Chapter 4
He was following me.
Not rushing. Not calling out. Just walking—calm, steady, eyes locked on me like he had all the time in the world.
I didn’t exactly disappear from the Harvest Convergence, more like executed a tactical withdrawal. You know, like a ninja, if ninjas were awkward and terrified of emotional disasters.
The perfect hiding spot? The cramped little supply closet behind the arena stage. It smelled like old rope and questionable decisions, but it was quiet. Dark. Safe. Well, relatively safe. At least until the door creaked.
I was crouched behind stacks of folding chairs, muttering to myself, trying to make sense of the mess in my brain.
“…Wine, wolves, and wardrobe disasters,” I whispered under my breath, hands fisted in the satin folds of my traitorous dress. “That’s what tonight boiled down to.

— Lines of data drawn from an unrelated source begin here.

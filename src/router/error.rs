use thiserror::Error;

/// Navigation failures that leave the router unusable.
#[derive(Debug, Clone, PartialEq, Eq, Error)]
pub enum RouterError {
    /// Neither the requested route nor the home route is registered.
    #[error("route `{requested}` is not registered and there is no `{home}` route to fall back to")]
    Configuration { requested: String, home: String },
}

/// A page producer failed; shown inline, navigation stays possible.
#[derive(Debug, Clone, PartialEq, Eq, Error)]
#[error("failed to render `{route}`: {reason}")]
pub struct RenderError {
    pub route: String,
    pub reason: String,
}

impl RenderError {
    pub fn new(route: impl Into<String>, reason: impl ToString) -> Self {
        Self {
            route: route.into(),
            reason: reason.to_string(),
        }
    }
}
//! Pending loads shared between concurrent callers.

use super::LoadError;
use futures::future::{BoxFuture, Shared};
use rustc_hash::FxHashMap;
use serde_json::Value;
use std::sync::Arc;

/// A load any number of callers can await; all see the same result.
pub type SharedLoad = Shared<BoxFuture<'static, Result<Arc<Value>, LoadError>>>;

/// Cache key → the one pending load for that key.
///
/// Every entry carries a ticket so that settling an old load can never
/// remove a newer one registered under the same key.
#[derive(Default)]
pub struct InFlight {
    entries: FxHashMap<String, (u64, SharedLoad)>,
    next_ticket: u64,
}

impl InFlight {
    pub fn new() -> Self {
        Self::default()
    }

    /// Reserve a ticket for a load about to be registered.
    pub fn next_ticket(&mut self) -> u64 {
        self.next_ticket += 1;
        self.next_ticket
    }

    pub fn get(&self, key: &str) -> Option<SharedLoad> {
        self.entries.get(key).map(|(_, load)| load.clone())
    }

    pub fn insert(&mut self, key: String, ticket: u64, load: SharedLoad) {
        self.entries.insert(key, (ticket, load));
    }

    /// Remove `key` if it is still held by `ticket`.
    pub fn settle(&mut self, key: &str, ticket: u64) -> bool {
        match self.entries.get(key) {
            Some((held, _)) if *held == ticket => {
                self.entries.remove(key);
                true
            }
            _ => false,
        }
    }

    pub fn contains(&self, key: &str) -> bool {
        self.entries.contains_key(key)
    }

    pub fn len(&self) -> usize {
        self.entries.len()
    }

    pub fn is_empty(&self) -> bool {
        self.entries.is_empty()
    }
}
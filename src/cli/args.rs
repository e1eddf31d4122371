//! Command-line interface definitions.

use clap::{ColorChoice, Parser, Subcommand};
use std::net::IpAddr;
use std::path::PathBuf;

use crate::catalog::ResourceFilter;

/// Medical learning guide: catalog queries, headless router and dev server
#[derive(Parser, Debug, Clone)]
#[command(version, about, long_about = None, arg_required_else_help = true)]
pub struct Cli {
    /// Control colored output (auto, always, never)
    #[arg(long, global = true, default_value = "auto")]
    pub color: ColorChoice,

    /// Config file path (default: mlg.toml)
    #[arg(short = 'C', long, default_value = "mlg.toml", value_hint = clap::ValueHint::FilePath)]
    pub config: PathBuf,

    /// Enable verbose output for debugging
    #[arg(short, long, global = true)]
    pub verbose: bool,

    /// subcommands
    #[command(subcommand)]
    pub command: Commands,
}

/// Available subcommands
#[derive(Subcommand, Debug, Clone)]
pub enum Commands {
    /// Start the development file server
    #[command(visible_alias = "s")]
    Serve {
        /// Network interface to bind (e.g., 127.0.0.1, 0.0.0.0)
        #[arg(short, long)]
        interface: Option<IpAddr>,

        /// Port number to listen on
        #[arg(short, long)]
        port: Option<u16>,
    },

    /// Check that the static tree the server maps exists
    Verify,

    /// Navigate the router headlessly and print the resulting document
    #[command(visible_alias = "r")]
    Render {
        /// Routes to visit in order (default: the home route)
        #[arg(value_name = "ROUTE")]
        routes: Vec<String>,

        /// Go back this many history entries after the last route
        #[arg(long, default_value_t = 0)]
        back: usize,

        #[command(flatten)]
        data: DataArgs,
    },

    /// Search resources (every term must match)
    Search {
        /// Search terms
        query: String,

        #[command(flatten)]
        filter: FilterArgs,

        #[command(flatten)]
        data: DataArgs,
    },

    /// List one category, featured first
    #[command(visible_alias = "ls")]
    List {
        /// Category name, e.g. basic_sciences
        category: String,

        #[command(flatten)]
        filter: FilterArgs,

        #[command(flatten)]
        data: DataArgs,
    },

    /// Recommended learning paths for an audience
    Paths {
        /// Audience tag, e.g. student
        audience: String,

        #[command(flatten)]
        data: DataArgs,
    },

    /// Categories and their subcategories
    Categories {
        #[command(flatten)]
        data: DataArgs,
    },
}

/// Where datasets come from and how results are printed.
#[derive(clap::Args, Debug, Clone, Default)]
pub struct DataArgs {
    /// Fetch datasets from this site instead of the local data root
    #[arg(short = 'U', long = "base-url", value_hint = clap::ValueHint::Url)]
    pub base_url: Option<String>,

    /// Pretty-print JSON output
    #[arg(short, long)]
    pub pretty: bool,
}

/// Resource filters shared by `search` and `list`.
#[derive(clap::Args, Debug, Clone, Default)]
pub struct FilterArgs {
    #[arg(short, long)]
    pub difficulty: Option<String>,

    #[arg(short, long)]
    pub language: Option<String>,

    #[arg(short, long)]
    pub subcategory: Option<String>,

    /// Required tag
    #[arg(short, long)]
    pub tag: Option<String>,
}

impl FilterArgs {
    pub fn to_filter(&self) -> ResourceFilter {
        let pairs = [
            ("difficulty", &self.difficulty),
            ("language", &self.language),
            ("subcategory", &self.subcategory),
            ("tags", &self.tag),
        ];
        ResourceFilter::from_pairs(
            pairs
                .into_iter()
                .filter_map(|(key, value)| value.as_deref().map(|v| (key, v))),
        )
    }
}

impl Cli {
    /// Dataset options of the current command, if it reads data.
    pub fn data_args(&self) -> Option<&DataArgs> {
        match &self.command {
            Commands::Render { data, .. }
            | Commands::Search { data, .. }
            | Commands::List { data, .. }
            | Commands::Paths { data, .. }
            | Commands::Categories { data } => Some(data),
            Commands::Serve { .. } | Commands::Verify => None,
        }
    }

    pub const fn is_serve(&self) -> bool {
        matches!(self.command, Commands::Serve { .. })
    }
}
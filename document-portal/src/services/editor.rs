use crate::error::PortalError;
use crate::models::{Category, DocumentFields, DocumentRecord, FileType, Section};
use crate::services::catalog::CatalogStore;
use crate::services::storage::{Bucket, FileUpload, ObjectStore, PublicUrl, UploadClass};
use metrics::counter;
use std::sync::atomic::{AtomicBool, Ordering};
use std::sync::Arc;
use validator::Validate;

/// Contents of the admin document form. Passed by reference so a failed
/// submission leaves it untouched for a retry.
#[derive(Debug, Clone, Validate)]
pub struct DocumentForm {
    #[validate(length(min = 1, message = "Title is required"))]
    pub title: String,
    #[validate(length(min = 1, message = "Description is required"))]
    pub description: String,
    pub category: Category,
    pub file_type: FileType,
    pub section: Section,
    pub thumbnail_url: Option<String>,
    pub download_url: Option<String>,
    pub thumbnail_file: Option<FileUpload>,
    pub document_file: Option<FileUpload>,
}

fn non_empty(value: &Option<String>) -> Option<String> {
    value
        .as_deref()
        .map(str::trim)
        .filter(|v| !v.is_empty())
        .map(str::to_string)
}

impl DocumentForm {
    /// Everything that can be checked without touching the network.
    pub fn check(&self) -> Result<(), PortalError> {
        self.validate()?;

        if self.title.trim().is_empty() || self.description.trim().is_empty() {
            return Err(PortalError::Validation(
                "Title and description must not be blank".to_string(),
            ));
        }

        if self.document_file.is_none() && non_empty(&self.download_url).is_none() {
            return Err(PortalError::Validation(
                "Upload a file or provide a download link".to_string(),
            ));
        }

        if let Some(file) = &self.thumbnail_file {
            check_size(file, UploadClass::Thumbnail)?;
        }
        if let Some(file) = &self.document_file {
            check_size(file, UploadClass::Document)?;
        }
        Ok(())
    }
}

fn check_size(file: &FileUpload, class: UploadClass) -> Result<(), PortalError> {
    if file.data.is_empty() {
        return Err(PortalError::Validation(format!(
            "{} file {} is empty",
            class, file.file_name
        )));
    }
    if file.size() > class.max_bytes() {
        return Err(PortalError::FileTooLarge {
            class,
            limit_mib: class.limit_mib(),
        });
    }
    Ok(())
}

/// Resets the in-flight flag when an operation ends, however it ends.
struct InFlight<'a>(&'a AtomicBool);

impl<'a> InFlight<'a> {
    fn acquire(flag: &'a AtomicBool) -> Result<Self, PortalError> {
        flag.compare_exchange(false, true, Ordering::AcqRel, Ordering::Acquire)
            .map_err(|_| PortalError::Busy)?;
        Ok(Self(flag))
    }
}

impl Drop for InFlight<'_> {
    fn drop(&mut self) {
        self.0.store(false, Ordering::Release);
    }
}

/// An object written during the current operation.
struct StoredObject {
    bucket: Bucket,
    name: String,
}

/// CRUD over the catalog plus file upload. One operation at a time; every
/// mutation ends with a full catalog reload.
pub struct AdminEditor {
    catalog: Arc<CatalogStore>,
    storage: Arc<dyn ObjectStore>,
    in_flight: AtomicBool,
}

impl AdminEditor {
    pub fn new(catalog: Arc<CatalogStore>, storage: Arc<dyn ObjectStore>) -> Self {
        Self {
            catalog,
            storage,
            in_flight: AtomicBool::new(false),
        }
    }

    pub fn is_busy(&self) -> bool {
        self.in_flight.load(Ordering::Acquire)
    }

    /// A failed reload after a successful insert is reported as
    /// `ReloadFailed`, which names the stored record.
    pub async fn create(&self, form: &DocumentForm) -> Result<DocumentRecord, PortalError> {
        let _guard = InFlight::acquire(&self.in_flight)?;
        form.check()?;

        let mut stored = Vec::new();
        let record = match self.insert_new(form, &mut stored).await {
            Ok(record) => record,
            Err(e) => {
                self.discard(stored).await;
                return Err(e);
            }
        };
        tracing::info!(document_id = %record.id, title = %record.title, "Document created");
        counter!("portal_editor_operations_total", "operation" => "create").increment(1);

        self.refresh(&record.id).await?;
        Ok(record)
    }

    pub async fn update(&self, id: &str, form: &DocumentForm) -> Result<DocumentRecord, PortalError> {
        let _guard = InFlight::acquire(&self.in_flight)?;
        form.check()?;

        let mut stored = Vec::new();
        let record = match self.replace_existing(id, form, &mut stored).await {
            Ok(record) => record,
            Err(e) => {
                self.discard(stored).await;
                return Err(e);
            }
        };
        tracing::info!(document_id = %id, "Document updated");
        counter!("portal_editor_operations_total", "operation" => "update").increment(1);

        self.refresh(id).await?;
        Ok(record)
    }

    /// Irreversible; refused unless the caller has confirmed it.
    pub async fn delete(&self, id: &str, confirmed: bool) -> Result<(), PortalError> {
        if !confirmed {
            return Err(PortalError::Validation(
                "Deletion must be confirmed".to_string(),
            ));
        }
        let _guard = InFlight::acquire(&self.in_flight)?;

        self.catalog.repository().delete(id).await.map_err(|e| {
            tracing::error!(document_id = %id, "Failed to delete document: {}", e);
            e
        })?;
        tracing::info!(document_id = %id, "Document deleted");
        counter!("portal_editor_operations_total", "operation" => "delete").increment(1);

        self.refresh(id).await
    }

    /// Stores one file and returns its public URL. Oversize files are
    /// rejected before the object store is called.
    pub async fn upload_binary(
        &self,
        file: &FileUpload,
        class: UploadClass,
    ) -> Result<PublicUrl, PortalError> {
        let _guard = InFlight::acquire(&self.in_flight)?;
        let (_, url) = self.upload(file, class).await?;
        Ok(url)
    }

    async fn upload(
        &self,
        file: &FileUpload,
        class: UploadClass,
    ) -> Result<(StoredObject, PublicUrl), PortalError> {
        check_size(file, class)?;

        let bucket = class.bucket();
        let name = file.object_name();
        let url = self
            .storage
            .put(bucket, &name, file.data.clone())
            .await
            .map_err(|e| {
                tracing::error!(file_name = %file.file_name, %class, "Upload failed: {}", e);
                e
            })?;

        tracing::info!(file_name = %file.file_name, size = file.size(), %class, url = %url, "File uploaded");
        counter!("portal_uploads_total", "class" => class.to_string()).increment(1);
        Ok((StoredObject { bucket, name }, url))
    }

    async fn insert_new(
        &self,
        form: &DocumentForm,
        stored: &mut Vec<StoredObject>,
    ) -> Result<DocumentRecord, PortalError> {
        let fields = self.resolve_fields(form, stored).await?;
        let record = DocumentRecord::new(fields);

        self.catalog.repository().insert(&record).await.map_err(|e| {
            tracing::error!(document_id = %record.id, "Failed to create document: {}", e);
            e
        })?;
        Ok(record)
    }

    async fn replace_existing(
        &self,
        id: &str,
        form: &DocumentForm,
        stored: &mut Vec<StoredObject>,
    ) -> Result<DocumentRecord, PortalError> {
        let mut record = self
            .catalog
            .repository()
            .get(id)
            .await?
            .ok_or_else(|| PortalError::NotFound(id.to_string()))?;

        let fields = self.resolve_fields(form, stored).await?;
        record.replace_fields(fields);

        self.catalog.repository().replace(&record).await.map_err(|e| {
            tracing::error!(document_id = %id, "Failed to update document: {}", e);
            e
        })?;
        Ok(record)
    }

    /// Uploads attached files and substitutes their URLs for the typed links.
    /// Every object written is pushed to `stored`.
    async fn resolve_fields(
        &self,
        form: &DocumentForm,
        stored: &mut Vec<StoredObject>,
    ) -> Result<DocumentFields, PortalError> {
        let thumbnail_url = match &form.thumbnail_file {
            Some(file) => {
                let (object, url) = self.upload(file, UploadClass::Thumbnail).await?;
                stored.push(object);
                Some(url.0)
            }
            None => non_empty(&form.thumbnail_url),
        };
        let download_url = match &form.document_file {
            Some(file) => {
                let (object, url) = self.upload(file, UploadClass::Document).await?;
                stored.push(object);
                url.0
            }
            None => non_empty(&form.download_url).ok_or_else(|| {
                PortalError::Validation("Upload a file or provide a download link".to_string())
            })?,
        };

        Ok(DocumentFields {
            title: form.title.trim().to_string(),
            description: form.description.trim().to_string(),
            category: form.category,
            file_type: form.file_type,
            section: form.section,
            thumbnail_url,
            download_url,
        })
    }

    /// Removes objects no record will point to after a failed write.
    async fn discard(&self, stored: Vec<StoredObject>) {
        for object in stored {
            if let Err(e) = self.storage.delete(object.bucket, &object.name).await {
                tracing::warn!(
                    bucket = object.bucket.as_str(),
                    name = %object.name,
                    "Failed to remove orphaned upload: {}",
                    e
                );
            }
        }
    }

    async fn refresh(&self, id: &str) -> Result<(), PortalError> {
        self.catalog.invalidate().await;
        self.catalog.reload().await.map(|_| ()).map_err(|e| {
            tracing::error!(document_id = %id, "Catalog reload after mutation failed: {}", e);
            PortalError::ReloadFailed {
                id: id.to_string(),
                source: Box::new(e),
            }
        })
    }
}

Great job, Lily. Real smooth.Flee the scene like a deranged drama queen and nearly face-plant into a stack of stage props. Can’t shift, can’t breathe, can’t run in this death trap of a dress. Who designs these things—sadists?” I pressed my back to the wall, breathing shallowly. “Okay. It’s fine. You’re fine. Just… regroup. Closet first, emotional breakdown later.”
The door creaked again. Crap.
“Running away from me now?” The voice was smooth, cold, and disturbingly close.
I spun around, blinking at the familiar silhouette framed by the dim hallway light.
Tristan.
Of course.
“Not running,” I said quickly, trying to sound innocent while hiding behind a stack of chairs like a five-year-old avoiding bedtime.
He stepped inside, arms crossed, eyes glinting silver in the low light. “Sure looks like it.”
I cleared my throat.“I’m just… conducting an impromptu inventory check. Very important.”
Tristan’s brow arched. “Right. Because hiding behind furniture is the best way to audit stock these days.”
He took another step into the supply closet. The door clicked shut behind him, cutting off the hallway light. Now it was just us and the dim flicker of an emergency bulb buzzing overhead.
I could hear his breathing. Steady. Patient. Like a predator giving its prey a generous head start.
“I wasn’t following you,” he said, voice low and calm, almost bored.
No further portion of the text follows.